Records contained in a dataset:
>>
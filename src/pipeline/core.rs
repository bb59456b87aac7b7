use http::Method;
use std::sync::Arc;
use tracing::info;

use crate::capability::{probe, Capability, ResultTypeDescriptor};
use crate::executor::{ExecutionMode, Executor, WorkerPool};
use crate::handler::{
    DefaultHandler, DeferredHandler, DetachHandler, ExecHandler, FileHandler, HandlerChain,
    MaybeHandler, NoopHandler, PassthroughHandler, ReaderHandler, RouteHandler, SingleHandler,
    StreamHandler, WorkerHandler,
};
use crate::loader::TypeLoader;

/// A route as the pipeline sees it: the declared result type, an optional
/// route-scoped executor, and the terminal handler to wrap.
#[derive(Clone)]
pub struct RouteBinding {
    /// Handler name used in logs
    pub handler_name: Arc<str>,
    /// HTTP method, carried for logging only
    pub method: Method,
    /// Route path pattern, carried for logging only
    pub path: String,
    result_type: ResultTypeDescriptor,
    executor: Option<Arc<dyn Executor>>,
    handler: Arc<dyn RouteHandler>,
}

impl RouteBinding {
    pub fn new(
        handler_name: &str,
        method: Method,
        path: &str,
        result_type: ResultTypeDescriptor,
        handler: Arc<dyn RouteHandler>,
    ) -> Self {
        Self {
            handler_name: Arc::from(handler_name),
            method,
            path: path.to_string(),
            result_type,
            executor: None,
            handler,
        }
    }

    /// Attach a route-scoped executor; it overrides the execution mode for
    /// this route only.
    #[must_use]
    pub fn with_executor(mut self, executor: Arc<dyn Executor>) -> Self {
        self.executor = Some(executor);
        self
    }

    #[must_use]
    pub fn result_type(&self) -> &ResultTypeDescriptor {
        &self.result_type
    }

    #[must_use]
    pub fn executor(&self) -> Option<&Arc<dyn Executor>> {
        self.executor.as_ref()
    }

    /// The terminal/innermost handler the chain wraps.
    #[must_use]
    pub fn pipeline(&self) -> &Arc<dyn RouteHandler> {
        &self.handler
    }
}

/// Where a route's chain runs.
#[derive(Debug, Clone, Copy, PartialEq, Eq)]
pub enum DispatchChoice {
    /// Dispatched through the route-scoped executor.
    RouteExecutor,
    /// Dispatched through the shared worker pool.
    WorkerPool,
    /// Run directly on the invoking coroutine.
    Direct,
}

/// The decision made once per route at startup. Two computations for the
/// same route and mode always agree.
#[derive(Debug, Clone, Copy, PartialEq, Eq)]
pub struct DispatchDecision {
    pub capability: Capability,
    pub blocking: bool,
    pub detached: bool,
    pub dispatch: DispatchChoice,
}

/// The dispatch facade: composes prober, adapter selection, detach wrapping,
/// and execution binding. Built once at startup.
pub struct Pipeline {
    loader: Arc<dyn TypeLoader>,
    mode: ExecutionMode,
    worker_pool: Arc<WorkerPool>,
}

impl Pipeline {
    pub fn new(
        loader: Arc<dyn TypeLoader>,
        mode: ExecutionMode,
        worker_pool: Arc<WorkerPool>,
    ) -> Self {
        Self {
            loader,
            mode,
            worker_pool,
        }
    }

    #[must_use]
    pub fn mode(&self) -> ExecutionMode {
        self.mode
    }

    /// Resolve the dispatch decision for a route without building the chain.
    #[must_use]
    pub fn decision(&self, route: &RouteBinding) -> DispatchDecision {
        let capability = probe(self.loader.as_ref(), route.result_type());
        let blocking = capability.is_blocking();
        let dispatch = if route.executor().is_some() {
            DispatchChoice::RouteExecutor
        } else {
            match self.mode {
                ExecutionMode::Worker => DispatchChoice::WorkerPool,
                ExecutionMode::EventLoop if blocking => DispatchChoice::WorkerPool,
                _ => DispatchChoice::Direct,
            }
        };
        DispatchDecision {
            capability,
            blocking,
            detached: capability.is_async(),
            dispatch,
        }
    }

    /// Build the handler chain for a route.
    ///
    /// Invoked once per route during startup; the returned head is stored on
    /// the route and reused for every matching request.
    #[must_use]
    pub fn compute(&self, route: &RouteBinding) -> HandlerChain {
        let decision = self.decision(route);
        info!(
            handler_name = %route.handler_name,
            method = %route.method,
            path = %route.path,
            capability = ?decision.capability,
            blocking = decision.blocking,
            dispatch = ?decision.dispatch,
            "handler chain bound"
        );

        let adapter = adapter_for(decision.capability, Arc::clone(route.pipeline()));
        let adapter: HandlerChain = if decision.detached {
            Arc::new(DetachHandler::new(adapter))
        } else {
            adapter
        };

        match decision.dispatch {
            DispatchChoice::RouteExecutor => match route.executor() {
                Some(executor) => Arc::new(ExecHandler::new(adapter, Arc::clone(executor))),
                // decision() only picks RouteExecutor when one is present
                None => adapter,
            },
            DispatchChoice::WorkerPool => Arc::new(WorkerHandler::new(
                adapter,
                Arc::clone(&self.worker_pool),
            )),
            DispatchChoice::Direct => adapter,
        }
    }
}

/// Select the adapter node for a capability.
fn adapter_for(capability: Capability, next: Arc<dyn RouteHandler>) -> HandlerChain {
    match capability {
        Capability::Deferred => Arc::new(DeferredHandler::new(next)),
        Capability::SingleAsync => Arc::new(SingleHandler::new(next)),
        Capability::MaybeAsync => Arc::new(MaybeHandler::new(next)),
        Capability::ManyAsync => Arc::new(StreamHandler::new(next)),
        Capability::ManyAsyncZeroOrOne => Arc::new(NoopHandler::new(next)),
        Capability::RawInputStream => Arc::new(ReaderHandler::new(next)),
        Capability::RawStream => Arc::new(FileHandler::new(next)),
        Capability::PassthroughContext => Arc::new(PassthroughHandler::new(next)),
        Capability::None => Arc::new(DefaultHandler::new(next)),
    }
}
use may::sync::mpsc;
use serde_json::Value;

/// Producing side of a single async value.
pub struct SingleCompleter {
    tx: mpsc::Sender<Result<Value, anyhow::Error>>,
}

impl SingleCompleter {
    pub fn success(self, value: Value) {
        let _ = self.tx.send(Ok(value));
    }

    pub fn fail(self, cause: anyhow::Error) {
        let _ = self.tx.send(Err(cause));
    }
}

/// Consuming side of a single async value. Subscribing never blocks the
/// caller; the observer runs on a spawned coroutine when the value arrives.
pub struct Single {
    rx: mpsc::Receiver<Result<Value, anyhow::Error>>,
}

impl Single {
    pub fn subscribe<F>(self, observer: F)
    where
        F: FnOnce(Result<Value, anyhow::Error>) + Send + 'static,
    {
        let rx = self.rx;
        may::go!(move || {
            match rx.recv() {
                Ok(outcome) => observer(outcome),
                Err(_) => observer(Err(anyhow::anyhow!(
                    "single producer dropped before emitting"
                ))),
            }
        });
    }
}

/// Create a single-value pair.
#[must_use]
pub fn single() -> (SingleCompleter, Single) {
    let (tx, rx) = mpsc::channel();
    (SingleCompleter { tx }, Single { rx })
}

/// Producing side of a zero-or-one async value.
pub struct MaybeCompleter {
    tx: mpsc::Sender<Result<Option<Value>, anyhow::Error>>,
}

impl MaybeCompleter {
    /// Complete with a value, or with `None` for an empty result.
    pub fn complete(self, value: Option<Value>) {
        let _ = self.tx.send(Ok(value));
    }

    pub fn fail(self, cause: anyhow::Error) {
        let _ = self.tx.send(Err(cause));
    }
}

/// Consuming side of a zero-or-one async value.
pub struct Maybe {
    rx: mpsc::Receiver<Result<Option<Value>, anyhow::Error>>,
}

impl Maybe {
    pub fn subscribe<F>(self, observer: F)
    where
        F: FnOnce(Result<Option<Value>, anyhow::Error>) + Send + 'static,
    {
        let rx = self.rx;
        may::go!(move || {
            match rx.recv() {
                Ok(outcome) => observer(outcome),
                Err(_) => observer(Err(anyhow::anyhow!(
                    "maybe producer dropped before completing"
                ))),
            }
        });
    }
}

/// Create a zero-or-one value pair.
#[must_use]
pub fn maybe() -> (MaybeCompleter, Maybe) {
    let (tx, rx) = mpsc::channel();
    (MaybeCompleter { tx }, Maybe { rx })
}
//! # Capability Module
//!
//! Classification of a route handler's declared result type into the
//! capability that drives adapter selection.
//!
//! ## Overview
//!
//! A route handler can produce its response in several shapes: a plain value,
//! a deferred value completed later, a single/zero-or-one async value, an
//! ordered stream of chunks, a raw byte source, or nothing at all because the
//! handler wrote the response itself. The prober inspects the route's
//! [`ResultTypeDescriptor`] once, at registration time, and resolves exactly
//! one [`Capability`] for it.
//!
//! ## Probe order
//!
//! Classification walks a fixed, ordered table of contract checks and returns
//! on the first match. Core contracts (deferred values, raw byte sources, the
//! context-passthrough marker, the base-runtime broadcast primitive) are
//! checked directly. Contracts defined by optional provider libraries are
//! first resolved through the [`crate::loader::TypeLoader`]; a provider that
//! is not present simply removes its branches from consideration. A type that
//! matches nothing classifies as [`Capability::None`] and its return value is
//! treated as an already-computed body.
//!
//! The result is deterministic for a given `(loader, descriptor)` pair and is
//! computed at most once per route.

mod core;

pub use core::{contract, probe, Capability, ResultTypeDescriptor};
<<
>>
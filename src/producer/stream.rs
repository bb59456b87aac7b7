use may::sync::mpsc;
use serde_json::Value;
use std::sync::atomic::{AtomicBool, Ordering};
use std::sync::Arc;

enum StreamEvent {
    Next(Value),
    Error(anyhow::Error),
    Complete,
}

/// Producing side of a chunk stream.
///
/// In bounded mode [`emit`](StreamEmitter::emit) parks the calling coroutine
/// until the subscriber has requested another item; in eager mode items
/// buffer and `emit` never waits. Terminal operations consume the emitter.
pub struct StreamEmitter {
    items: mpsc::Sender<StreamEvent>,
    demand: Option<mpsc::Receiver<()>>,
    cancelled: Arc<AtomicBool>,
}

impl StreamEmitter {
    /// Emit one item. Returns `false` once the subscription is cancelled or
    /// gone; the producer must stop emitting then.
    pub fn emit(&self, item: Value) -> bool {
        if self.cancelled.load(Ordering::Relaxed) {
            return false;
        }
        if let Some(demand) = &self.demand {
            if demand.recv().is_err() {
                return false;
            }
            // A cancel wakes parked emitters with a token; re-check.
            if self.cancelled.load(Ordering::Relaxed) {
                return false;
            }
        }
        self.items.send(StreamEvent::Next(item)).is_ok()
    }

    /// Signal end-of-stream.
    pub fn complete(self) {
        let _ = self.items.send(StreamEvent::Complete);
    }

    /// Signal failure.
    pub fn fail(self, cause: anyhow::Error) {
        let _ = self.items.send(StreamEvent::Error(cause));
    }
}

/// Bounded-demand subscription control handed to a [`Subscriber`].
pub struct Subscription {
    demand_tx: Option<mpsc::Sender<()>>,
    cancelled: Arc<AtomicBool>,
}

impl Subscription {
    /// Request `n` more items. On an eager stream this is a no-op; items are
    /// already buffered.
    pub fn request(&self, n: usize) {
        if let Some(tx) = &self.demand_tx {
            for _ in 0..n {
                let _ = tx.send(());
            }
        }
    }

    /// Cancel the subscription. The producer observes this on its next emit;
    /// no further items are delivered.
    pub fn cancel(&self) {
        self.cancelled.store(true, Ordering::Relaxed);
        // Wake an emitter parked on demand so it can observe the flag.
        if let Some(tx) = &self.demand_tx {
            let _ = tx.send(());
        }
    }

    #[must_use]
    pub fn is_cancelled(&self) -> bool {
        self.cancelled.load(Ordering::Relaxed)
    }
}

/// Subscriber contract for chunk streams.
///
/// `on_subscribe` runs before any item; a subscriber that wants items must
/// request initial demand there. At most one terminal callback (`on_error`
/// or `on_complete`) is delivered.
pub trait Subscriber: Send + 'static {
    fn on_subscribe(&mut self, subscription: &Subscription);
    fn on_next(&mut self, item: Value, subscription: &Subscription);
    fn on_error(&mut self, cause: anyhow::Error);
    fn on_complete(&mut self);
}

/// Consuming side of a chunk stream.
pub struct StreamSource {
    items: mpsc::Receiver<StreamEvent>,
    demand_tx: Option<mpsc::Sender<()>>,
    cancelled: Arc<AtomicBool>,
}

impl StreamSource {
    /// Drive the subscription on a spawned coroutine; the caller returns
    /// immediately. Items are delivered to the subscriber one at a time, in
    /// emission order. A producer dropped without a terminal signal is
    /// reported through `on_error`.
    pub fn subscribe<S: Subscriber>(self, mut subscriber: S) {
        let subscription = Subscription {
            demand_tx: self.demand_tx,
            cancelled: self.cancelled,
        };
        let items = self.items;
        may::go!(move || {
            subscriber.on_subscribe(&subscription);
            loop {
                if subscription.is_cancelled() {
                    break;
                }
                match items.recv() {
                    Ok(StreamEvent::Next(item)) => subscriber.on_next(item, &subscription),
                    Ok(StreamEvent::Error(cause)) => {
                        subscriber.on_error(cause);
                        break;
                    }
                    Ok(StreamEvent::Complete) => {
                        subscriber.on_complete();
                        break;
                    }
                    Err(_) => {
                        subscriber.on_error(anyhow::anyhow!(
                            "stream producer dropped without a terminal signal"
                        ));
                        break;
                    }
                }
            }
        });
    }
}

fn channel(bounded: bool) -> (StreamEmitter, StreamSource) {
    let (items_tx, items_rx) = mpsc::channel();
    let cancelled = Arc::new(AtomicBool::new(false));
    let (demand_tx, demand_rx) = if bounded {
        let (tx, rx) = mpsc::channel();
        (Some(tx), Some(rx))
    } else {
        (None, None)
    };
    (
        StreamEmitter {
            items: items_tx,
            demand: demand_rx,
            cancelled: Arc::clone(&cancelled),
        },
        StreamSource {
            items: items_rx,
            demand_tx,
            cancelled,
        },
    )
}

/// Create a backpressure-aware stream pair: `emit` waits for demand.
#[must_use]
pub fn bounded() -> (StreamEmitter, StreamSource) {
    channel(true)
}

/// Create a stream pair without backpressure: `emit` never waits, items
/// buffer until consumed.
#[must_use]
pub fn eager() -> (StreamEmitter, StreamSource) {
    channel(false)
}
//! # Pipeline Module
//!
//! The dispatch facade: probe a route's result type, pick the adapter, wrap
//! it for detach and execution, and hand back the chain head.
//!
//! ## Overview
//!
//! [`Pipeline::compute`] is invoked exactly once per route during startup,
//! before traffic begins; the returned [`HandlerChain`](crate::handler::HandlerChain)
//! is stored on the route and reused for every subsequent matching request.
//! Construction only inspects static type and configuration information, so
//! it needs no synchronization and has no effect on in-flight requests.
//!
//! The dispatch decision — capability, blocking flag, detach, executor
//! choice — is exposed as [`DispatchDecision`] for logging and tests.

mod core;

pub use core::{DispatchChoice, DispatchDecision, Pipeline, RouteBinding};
<<
>>
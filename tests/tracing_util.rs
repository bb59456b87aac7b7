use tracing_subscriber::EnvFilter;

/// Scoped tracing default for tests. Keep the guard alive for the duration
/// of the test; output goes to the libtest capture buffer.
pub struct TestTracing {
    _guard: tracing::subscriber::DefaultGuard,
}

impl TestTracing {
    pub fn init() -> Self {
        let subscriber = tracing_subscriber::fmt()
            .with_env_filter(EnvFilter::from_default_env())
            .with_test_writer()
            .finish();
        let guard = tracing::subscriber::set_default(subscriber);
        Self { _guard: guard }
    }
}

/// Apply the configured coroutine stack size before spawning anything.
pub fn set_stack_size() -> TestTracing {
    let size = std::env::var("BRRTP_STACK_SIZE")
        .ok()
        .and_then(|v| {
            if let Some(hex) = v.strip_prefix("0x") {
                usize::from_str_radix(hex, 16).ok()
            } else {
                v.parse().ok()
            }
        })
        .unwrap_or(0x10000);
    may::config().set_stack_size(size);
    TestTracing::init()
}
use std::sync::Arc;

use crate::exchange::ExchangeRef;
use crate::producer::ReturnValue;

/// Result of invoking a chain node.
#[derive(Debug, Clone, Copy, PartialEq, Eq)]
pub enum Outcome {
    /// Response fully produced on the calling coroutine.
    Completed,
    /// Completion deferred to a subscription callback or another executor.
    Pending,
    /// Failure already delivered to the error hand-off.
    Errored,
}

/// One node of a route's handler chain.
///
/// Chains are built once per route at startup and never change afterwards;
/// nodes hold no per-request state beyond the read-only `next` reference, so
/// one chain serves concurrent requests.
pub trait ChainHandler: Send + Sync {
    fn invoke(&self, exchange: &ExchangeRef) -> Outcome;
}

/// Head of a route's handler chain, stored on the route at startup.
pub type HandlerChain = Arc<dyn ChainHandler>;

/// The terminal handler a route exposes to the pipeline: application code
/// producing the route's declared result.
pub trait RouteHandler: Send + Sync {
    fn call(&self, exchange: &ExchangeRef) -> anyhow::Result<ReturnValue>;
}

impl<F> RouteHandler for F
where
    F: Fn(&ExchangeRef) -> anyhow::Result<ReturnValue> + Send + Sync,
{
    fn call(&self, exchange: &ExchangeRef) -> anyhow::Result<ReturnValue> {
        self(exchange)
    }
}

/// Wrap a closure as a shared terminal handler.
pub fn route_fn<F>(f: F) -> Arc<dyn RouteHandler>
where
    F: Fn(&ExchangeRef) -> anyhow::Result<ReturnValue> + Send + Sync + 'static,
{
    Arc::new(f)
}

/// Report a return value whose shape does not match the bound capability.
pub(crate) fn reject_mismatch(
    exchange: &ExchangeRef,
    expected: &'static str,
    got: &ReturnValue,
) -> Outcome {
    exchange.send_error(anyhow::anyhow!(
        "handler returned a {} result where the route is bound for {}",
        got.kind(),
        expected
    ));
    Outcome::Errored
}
<<
◆ Exercise directions ◆
Filter the data above down to lines with the word "until", and copy them.

◆ Output for this exercise ◆
/// until the subscriber has requested another item; in eager mode items
/// buffer until consumed.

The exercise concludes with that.